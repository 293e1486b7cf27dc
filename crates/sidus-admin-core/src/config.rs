//! Raw admin and action configuration records.
//!
//! These records are what configuration files deserialize into. They carry no
//! behavior beyond defaults and builder helpers; the `sidus-admin` crate turns
//! them into `Admin` and `Action` objects.
//!
//! # Examples
//!
//! ```
//! use sidus_admin_core::config::{ActionConfig, AdminConfig};
//!
//! let config = AdminConfig::new()
//!     .prefix("/products")
//!     .entity("App\\Entity\\Product")
//!     .controller_pattern(vec!["{{Admin}}Controller::{{action}}Action"])
//!     .action("list", ActionConfig::new("/list"))
//!     .action("edit", ActionConfig::new("/{id}/edit").methods(vec!["GET", "POST"]));
//!
//! assert_eq!(config.actions.len(), 2);
//! assert_eq!(config.actions.get_index(0).unwrap().0, "list");
//! ```

use indexmap::IndexMap;
use serde::{Deserialize, Serialize};

/// An open, ordered mapping of string keys to arbitrary values.
///
/// Used for admin options, action options, form options, route defaults and
/// route options.
pub type Parameters = serde_json::Map<String, serde_json::Value>;

/// Configuration of a single action inside an admin.
#[derive(Debug, Clone, Default, PartialEq, Serialize, Deserialize)]
#[serde(deny_unknown_fields)]
pub struct ActionConfig {
    /// The route path, appended to the admin prefix.
    pub path: String,
    /// Options queryable on the action itself.
    #[serde(default)]
    pub options: Parameters,
    /// Form type used by this action; falls back to the admin form type.
    #[serde(default)]
    pub form_type: Option<String>,
    /// Options passed to the form.
    #[serde(default)]
    pub form_options: Parameters,
    /// Explicit template for this action.
    #[serde(default)]
    pub template: Option<String>,
    /// Base template; defaults to the admin base template.
    #[serde(default)]
    pub base_template: Option<String>,
    /// Default route parameters (`_controller`, `_controller_pattern`, ...).
    #[serde(default)]
    pub defaults: Parameters,
    /// Regex requirements for route placeholders.
    #[serde(default)]
    pub requirements: IndexMap<String, String>,
    /// Options forwarded to the route, independent from [`Self::options`].
    #[serde(default)]
    pub route_options: Parameters,
    /// Host pattern the route is restricted to.
    #[serde(default)]
    pub host: String,
    /// URI schemes the route is restricted to.
    #[serde(default)]
    pub schemes: Vec<String>,
    /// HTTP methods the route is restricted to.
    #[serde(default)]
    pub methods: Vec<String>,
    /// Matching condition expression.
    #[serde(default)]
    pub condition: String,
}

impl ActionConfig {
    /// Creates an action configuration for the given route path.
    pub fn new(path: impl Into<String>) -> Self {
        Self {
            path: path.into(),
            ..Self::default()
        }
    }

    /// Sets an action option.
    #[must_use]
    pub fn option(mut self, key: impl Into<String>, value: serde_json::Value) -> Self {
        self.options.insert(key.into(), value);
        self
    }

    /// Sets the form type.
    #[must_use]
    pub fn form_type(mut self, form_type: impl Into<String>) -> Self {
        self.form_type = Some(form_type.into());
        self
    }

    /// Sets a form option.
    #[must_use]
    pub fn form_option(mut self, key: impl Into<String>, value: serde_json::Value) -> Self {
        self.form_options.insert(key.into(), value);
        self
    }

    /// Sets the template.
    #[must_use]
    pub fn template(mut self, template: impl Into<String>) -> Self {
        self.template = Some(template.into());
        self
    }

    /// Sets the base template.
    #[must_use]
    pub fn base_template(mut self, template: impl Into<String>) -> Self {
        self.base_template = Some(template.into());
        self
    }

    /// Sets a default route parameter.
    #[must_use]
    pub fn default_param(mut self, key: impl Into<String>, value: serde_json::Value) -> Self {
        self.defaults.insert(key.into(), value);
        self
    }

    /// Sets the explicit controller (`defaults._controller`).
    #[must_use]
    pub fn controller(self, controller: impl Into<String>) -> Self {
        self.default_param("_controller", serde_json::Value::String(controller.into()))
    }

    /// Sets a placeholder requirement.
    #[must_use]
    pub fn requirement(mut self, key: impl Into<String>, regex: impl Into<String>) -> Self {
        self.requirements.insert(key.into(), regex.into());
        self
    }

    /// Sets a route option.
    #[must_use]
    pub fn route_option(mut self, key: impl Into<String>, value: serde_json::Value) -> Self {
        self.route_options.insert(key.into(), value);
        self
    }

    /// Sets the host pattern.
    #[must_use]
    pub fn host(mut self, host: impl Into<String>) -> Self {
        self.host = host.into();
        self
    }

    /// Sets the allowed schemes.
    #[must_use]
    pub fn schemes(mut self, schemes: Vec<&str>) -> Self {
        self.schemes = schemes.into_iter().map(String::from).collect();
        self
    }

    /// Sets the allowed HTTP methods.
    #[must_use]
    pub fn methods(mut self, methods: Vec<&str>) -> Self {
        self.methods = methods.into_iter().map(String::from).collect();
        self
    }

    /// Sets the matching condition.
    #[must_use]
    pub fn condition(mut self, condition: impl Into<String>) -> Self {
        self.condition = condition.into();
        self
    }
}

/// Configuration of one admin and its actions.
#[derive(Debug, Clone, Default, PartialEq, Serialize, Deserialize)]
#[serde(deny_unknown_fields)]
pub struct AdminConfig {
    /// Controller naming patterns tried in order.
    #[serde(default)]
    pub controller_pattern: Vec<String>,
    /// Base template inherited by actions.
    #[serde(default)]
    pub base_template: Option<String>,
    /// Template naming patterns tried in order.
    #[serde(default)]
    pub template_pattern: Vec<String>,
    /// Prefix prepended to every action path.
    #[serde(default)]
    pub prefix: Option<String>,
    /// The entity type managed by this admin.
    #[serde(default)]
    pub entity: Option<String>,
    /// Default form type for actions.
    #[serde(default)]
    pub form_type: Option<String>,
    /// Admin-level options.
    #[serde(default)]
    pub options: Parameters,
    /// Name of the action factory used to build actions.
    #[serde(default)]
    pub action_class: Option<String>,
    /// Action configurations, in declaration order.
    #[serde(default)]
    pub actions: IndexMap<String, ActionConfig>,
}

impl AdminConfig {
    /// Creates an empty admin configuration.
    pub fn new() -> Self {
        Self::default()
    }

    /// Sets the controller patterns.
    #[must_use]
    pub fn controller_pattern(mut self, patterns: Vec<&str>) -> Self {
        self.controller_pattern = patterns.into_iter().map(String::from).collect();
        self
    }

    /// Sets the base template.
    #[must_use]
    pub fn base_template(mut self, template: impl Into<String>) -> Self {
        self.base_template = Some(template.into());
        self
    }

    /// Sets the template patterns.
    #[must_use]
    pub fn template_pattern(mut self, patterns: Vec<&str>) -> Self {
        self.template_pattern = patterns.into_iter().map(String::from).collect();
        self
    }

    /// Sets the route prefix.
    #[must_use]
    pub fn prefix(mut self, prefix: impl Into<String>) -> Self {
        self.prefix = Some(prefix.into());
        self
    }

    /// Sets the managed entity.
    #[must_use]
    pub fn entity(mut self, entity: impl Into<String>) -> Self {
        self.entity = Some(entity.into());
        self
    }

    /// Sets the default form type.
    #[must_use]
    pub fn form_type(mut self, form_type: impl Into<String>) -> Self {
        self.form_type = Some(form_type.into());
        self
    }

    /// Sets an admin option.
    #[must_use]
    pub fn option(mut self, key: impl Into<String>, value: serde_json::Value) -> Self {
        self.options.insert(key.into(), value);
        self
    }

    /// Sets the action factory name.
    #[must_use]
    pub fn action_class(mut self, name: impl Into<String>) -> Self {
        self.action_class = Some(name.into());
        self
    }

    /// Appends an action configuration. A repeated code replaces the earlier
    /// configuration in place.
    #[must_use]
    pub fn action(mut self, code: impl Into<String>, config: ActionConfig) -> Self {
        self.actions.insert(code.into(), config);
        self
    }
}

WORK INSTRUCTION:
Type out the whole listing once more, exactly as written.

RESULT FOR THIS TASK:
repository 293e1486b7cf27dc
filename crates/sidus-admin-core/src/config.rs
//! Raw admin and action configuration records.
//!
//! These records are what configuration files deserialize into. They carry no
//! behavior beyond defaults and builder helpers; the `sidus-admin` crate turns
//! them into `Admin` and `Action` objects.
//!
//! # Examples
//!
//! ```
//! use sidus_admin_core::config::{ActionConfig, AdminConfig};
//!
//! let config = AdminConfig::new()
//!     .prefix("/products")
//!     .entity("App\\Entity\\Product")
//!     .controller_pattern(vec!["{{Admin}}Controller::{{action}}Action"])
//!     .action("list", ActionConfig::new("/list"))
//!     .action("edit", ActionConfig::new("/{id}/edit").methods(vec!["GET", "POST"]));
//!
//! assert_eq!(config.actions.len(), 2);
//! assert_eq!(config.actions.get_index(0).unwrap().0, "list");
//! ```

use indexmap::IndexMap;
use serde::{Deserialize, Serialize};

/// An open, ordered mapping of string keys to arbitrary values.
///
/// Used for admin options, action options, form options, route defaults and
/// route options.
pub type Parameters = serde_json::Map<String, serde_json::Value>;

/// Configuration of a single action inside an admin.
#[derive(Debug, Clone, Default, PartialEq, Serialize, Deserialize)]
#[serde(deny_unknown_fields)]
pub struct ActionConfig {
    /// The route path, appended to the admin prefix.
    pub path: String,
    /// Options queryable on the action itself.
    #[serde(default)]
    pub options: Parameters,
    /// Form type used by this action; falls back to the admin form type.
    #[serde(default)]
    pub form_type: Option<String>,
    /// Options passed to the form.
    #[serde(default)]
    pub form_options: Parameters,
    /// Explicit template for this action.
    #[serde(default)]
    pub template: Option<String>,
    /// Base template; defaults to the admin base template.
    #[serde(default)]
    pub base_template: Option<String>,
    /// Default route parameters (`_controller`, `_controller_pattern`, ...).
    #[serde(default)]
    pub defaults: Parameters,
    /// Regex requirements for route placeholders.
    #[serde(default)]
    pub requirements: IndexMap<String, String>,
    /// Options forwarded to the route, independent from [`Self::options`].
    #[serde(default)]
    pub route_options: Parameters,
    /// Host pattern the route is restricted to.
    #[serde(default)]
    pub host: String,
    /// URI schemes the route is restricted to.
    #[serde(default)]
    pub schemes: Vec<String>,
    /// HTTP methods the route is restricted to.
    #[serde(default)]
    pub methods: Vec<String>,
    /// Matching condition expression.
    #[serde(default)]
    pub condition: String,
}

impl ActionConfig {
    /// Creates an action configuration for the given route path.
    pub fn new(path: impl Into<String>) -> Self {
        Self {
            path: path.into(),
            ..Self::default()
        }
    }

    /// Sets an action option.
    #[must_use]
    pub fn option(mut self, key: impl Into<String>, value: serde_json::Value) -> Self {
        self.options.insert(key.into(), value);
        self
    }

    /// Sets the form type.
    #[must_use]
    pub fn form_type(mut self, form_type: impl Into<String>) -> Self {
        self.form_type = Some(form_type.into());
        self
    }

    /// Sets a form option.
    #[must_use]
    pub fn form_option(mut self, key: impl Into<String>, value: serde_json::Value) -> Self {
        self.form_options.insert(key.into(), value);
        self
    }

    /// Sets the template.
    #[must_use]
    pub fn template(mut self, template: impl Into<String>) -> Self {
        self.template = Some(template.into());
        self
    }

    /// Sets the base template.
    #[must_use]
    pub fn base_template(mut self, template: impl Into<String>) -> Self {
        self.base_template = Some(template.into());
        self
    }

    /// Sets a default route parameter.
    #[must_use]
    pub fn default_param(mut self, key: impl Into<String>, value: serde_json::Value) -> Self {
        self.defaults.insert(key.into(), value);
        self
    }

    /// Sets the explicit controller (`defaults._controller`).
    #[must_use]
    pub fn controller(self, controller: impl Into<String>) -> Self {
        self.default_param("_controller", serde_json::Value::String(controller.into()))
    }

    /// Sets a placeholder requirement.
    #[must_use]
    pub fn requirement(mut self, key: impl Into<String>, regex: impl Into<String>) -> Self {
        self.requirements.insert(key.into(), regex.into());
        self
    }

    /// Sets a route option.
    #[must_use]
    pub fn route_option(mut self, key: impl Into<String>, value: serde_json::Value) -> Self {
        self.route_options.insert(key.into(), value);
        self
    }

    /// Sets the host pattern.
    #[must_use]
    pub fn host(mut self, host: impl Into<String>) -> Self {
        self.host = host.into();
        self
    }

    /// Sets the allowed schemes.
    #[must_use]
    pub fn schemes(mut self, schemes: Vec<&str>) -> Self {
        self.schemes = schemes.into_iter().map(String::from).collect();
        self
    }

    /// Sets the allowed HTTP methods.
    #[must_use]
    pub fn methods(mut self, methods: Vec<&str>) -> Self {
        self.methods = methods.into_iter().map(String::from).collect();
        self
    }

    /// Sets the matching condition.
    #[must_use]
    pub fn condition(mut self, condition: impl Into<String>) -> Self {
        self.condition = condition.into();
        self
    }
}

/// Configuration of one admin and its actions.
#[derive(Debug, Clone, Default, PartialEq, Serialize, Deserialize)]
#[serde(deny_unknown_fields)]
pub struct AdminConfig {
    /// Controller naming patterns tried in order.
    #[serde(default)]
    pub controller_pattern: Vec<String>,
    /// Base template inherited by actions.
    #[serde(default)]
    pub base_template: Option<String>,
    /// Template naming patterns tried in order.
    #[serde(default)]
    pub template_pattern: Vec<String>,
    /// Prefix prepended to every action path.
    #[serde(default)]
    pub prefix: Option<String>,
    /// The entity type managed by this admin.
    #[serde(default)]
    pub entity: Option<String>,
    /// Default form type for actions.
    #[serde(default)]
    pub form_type: Option<String>,
    /// Admin-level options.
    #[serde(default)]
    pub options: Parameters,
    /// Name of the action factory used to build actions.
    #[serde(default)]
    pub action_class: Option<String>,
    /// Action configurations, in declaration order.
    #[serde(default)]
    pub actions: IndexMap<String, ActionConfig>,
}

impl AdminConfig {
    /// Creates an empty admin configuration.
    pub fn new() -> Self {
        Self::default()
    }

    /// Sets the controller patterns.
    #[must_use]
    pub fn controller_pattern(mut self, patterns: Vec<&str>) -> Self {
        self.controller_pattern = patterns.into_iter().map(String::from).collect();
        self
    }

    /// Sets the base template.
    #[must_use]
    pub fn base_template(mut self, template: impl Into<String>) -> Self {
        self.base_template = Some(template.into());
        self
    }

    /// Sets the template patterns.
    #[must_use]
    pub fn template_pattern(mut self, patterns: Vec<&str>) -> Self {
        self.template_pattern = patterns.into_iter().map(String::from).collect();
        self
    }

    /// Sets the route prefix.
    #[must_use]
    pub fn prefix(mut self, prefix: impl Into<String>) -> Self {
        self.prefix = Some(prefix.into());
        self
    }

    /// Sets the managed entity.
    #[must_use]
    pub fn entity(mut self, entity: impl Into<String>) -> Self {
        self.entity = Some(entity.into());
        self
    }

    /// Sets the default form type.
    #[must_use]
    pub fn form_type(mut self, form_type: impl Into<String>) -> Self {
        self.form_type = Some(form_type.into());
        self
    }

    /// Sets an admin option.
    #[must_use]
    pub fn option(mut self, key: impl Into<String>, value: serde_json::Value) -> Self {
        self.options.insert(key.into(), value);
        self
    }

    /// Sets the action factory name.
    #[must_use]
    pub fn action_class(mut self, name: impl Into<String>) -> Self {
        self.action_class = Some(name.into());
        self
    }

    /// Appends an action configuration. A repeated code replaces the earlier
    /// configuration in place.
    #[must_use]
    pub fn action(mut self, code: impl Into<String>, config: ActionConfig) -> Self {
        self.actions.insert(code.into(), config);
        self
    }
}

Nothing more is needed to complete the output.